Kleckner and William Irvine, assistant professor in physics, report their findings on the creation and dynamics of vortex rings in Nature Physics, published online on March 3. Their work relates to deep questions in a variety of physics subfields, including turbulence, plasma physics, ordinary fluids and the more exotic superfluids. Knotted structures are thought to occur in all these phenomena but are difficult or impossible to observe.

"We look at plasma physics and turbulence every day in the sun," Irvine said, yet such phenomena pose longstanding, unsolved scientific puzzles. But knots may offer a means of untangling the complicated behavior of the electrically charged gas in plasma flows, for example, and for understanding the energy transport of complex flows in regular fluids and superfluids.

Conservation of quantities like energy and momentum are among the most important principles in physics. In many systems, the degree of "knottedness" can be represented as a precise physical quantity that also is conjectured to be conserved. "If confirmed, this would deepen our understanding of the dynamics and connections between many disparate physical fields," Irvine said. "We don't know if its true or not, but I think we can finally test this in experiment. There's actually around 50 years of theory on this subject with no clean experiments."

Colliding smoke rings

Irvine became interested in knot physics as a postdoctoral scientist at New York University after watching a smoke-ring demonstration in Washington Square Park. He wondered if he could get colliding smoke rings to become tangled. After unsuccessfully trying to make them himself he learned that others had tried before and failed.

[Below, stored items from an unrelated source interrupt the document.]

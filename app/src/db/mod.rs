// app/src/db/mod.rs

pub mod pg_store;

pub use pg_store::{PgStore, PgTx};

use crate::config::AppConfig;
use crate::errors::{AppError, Result};
use sqlx::postgres::PgPoolOptions;
use sqlx::PgPool;
use std::time::Duration;

/// Opens the connection pool and, when configured, applies the embedded
/// schema migrations.
pub async fn connect(config: &AppConfig) -> Result<PgPool> {
  let pool = PgPoolOptions::new()
    .max_connections(10)
    .acquire_timeout(Duration::from_secs(5))
    .connect(&config.database_url)
    .await?;
  tracing::info!("Successfully connected to the database.");

  if config.run_migrations {
    run_migrations(&pool).await?;
    tracing::info!("Database migrations applied.");
  }
  Ok(pool)
}

pub async fn run_migrations(pool: &PgPool) -> Result<()> {
  sqlx::migrate!("./migrations")
    .run(pool)
    .await
    .map_err(|e| AppError::Sqlx(sqlx::Error::Migrate(Box::new(e))))
}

"At some point the enthusiasm wanes and you worry about whether there's a very good reason why nobody has ever done this," Irvine said. "But sometimes going into a new field with a little naivete can be helpful."

Seeing a video of dolphins blowing air-core vortex rings convinced Irvine of the feasibility of the feat. He tried again, with Kleckner's assistance, soon upon arrival at Chicago. "Before we built the lab we had this little prep room, and we started with a little water tank," Irvine said. They tried to generate rings that would collide and then connect with each other, but the effort "failed catastrophically," Irvine said.

The duo overcame their experimental difficulties by designing and fabricating various hydrofoils (wings used in water) on a 3-D printer. They tried approximately 30 different shapes before they successfully created the desired vortices. When accelerated in a water tank at more than 100 g, hydrofoils leave behind bubble-traced vortex loops, whose dynamics the researchers recorded with a high-speed camera.

"The bubbles are a great trick because they allow you to see the core of the vortex very clearly," Irvine said.

The collaborative intellectual spirit and shared resources of the James Franck Institute also proved critical. "We wouldn't have succeeded without this sort of atmosphere," he said.

Lord Kelvin's knots

The roots of Irvine's work date back to the days of Lord Kelvin, more than a century ago. Kelvin had seen a demonstration of a vortex ring by physicist Peter Tait, and was fascinated by their elegance and stability.

"This was at the time when nobody knew what atoms were and the aether was still in fashion," Irvine said. In Kelvin's day, physicists theorized that the universe was filled with a substance known as aether, which transmitted light waves across the vacuum of space much like air transmits sound through the atmosphere. Kelvin thus proposed that atoms were vortex rings and knots in the aether, where the different types of knots formed the building blocks for the periodic table of elements.

The idea that atoms were simply knots tied in the aether eventually failed. But it failed in such an interesting way, Irvine said, that it gave birth to the fruitful study of knotted systems in mathematics and physics.

In future research, Irvine and Kleckner hope to perform some of their experiments at larger scale to investigate whether size would lend greater stability to vortex rings. They also are investigating the fine scale features of the vortices and whether "knottedness" is, or can be, conserved in fine-scale twisting of the vortex loops. "This is not something we presently know," Kleckner said.

Funding: A.P. Sloan Foundation, Packard Foundation and National Science Foundation.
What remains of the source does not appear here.